I The procedures required for the chemical separation of plutonium from uranium in MOX fuel pellets would be simple and well within the technological capabilities of a moderately sophisticated terrorist organization (6).

The preparation of Sarin for the attack on the Tokyo underground (7) involved considerably more sophisticated chemistry and greater acute danger to the operators than that required for the separation of plutonium from MOX. The chemistry is less sophisticated than that required for the illicit preparation of designer drugs.

None of the concepts involved in understanding how to separate the plutonium are difficult; a second-year undergraduate would be able to devise a suitable procedure by reading standard reference works, consulting the open literature in scientific journals and by searching the World Wide Web.

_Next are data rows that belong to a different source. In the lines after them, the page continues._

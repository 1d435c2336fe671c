//! Request helpers shared by middleware.
//!
//! - [`client_ip`] - Client address resolution (peer socket or proxy headers)

pub mod client_ip;

pub use client_ip::ClientIpSource;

Sufficient plutonium to check and refine procedures can easily be extracted from mud collected from the Ravenglass estuary and contaminated by discharges from the Sellafield reprocessing plant (6) while depleted uranium can be purchased in several forms from most suppliers of laboratory chemicals. With small quantities of these test materials and a simple laboratory it would only take a chemistry graduate with some experience in actinide chemistry a relatively short time to refine the procedures outlined in this article. It would be easy to do this without arousing suspicion by using environmental chemistry as a front.

For a separation procedure to be suitable for illicit use it must:

Produce PuO2 of 99 per cent purity; Have a recovery efficiency of 92.9 per cent or better (9);

Not require the use of highly specialised equipment difficult to obtain or assemble or which would arouse suspicion; Use readily available reagents, which do not arouse suspicion; Minimise the handling and transfer of highly toxic plutonium and uranium solutions; Result in no tell-tale discharges to the environment; Produce the finished PuO2 within two weeks and Ideally within seven days of the theft of the fuel elements to minimise the chances of detection; Not require more than two assistants working under the supervision of a graduate chemist.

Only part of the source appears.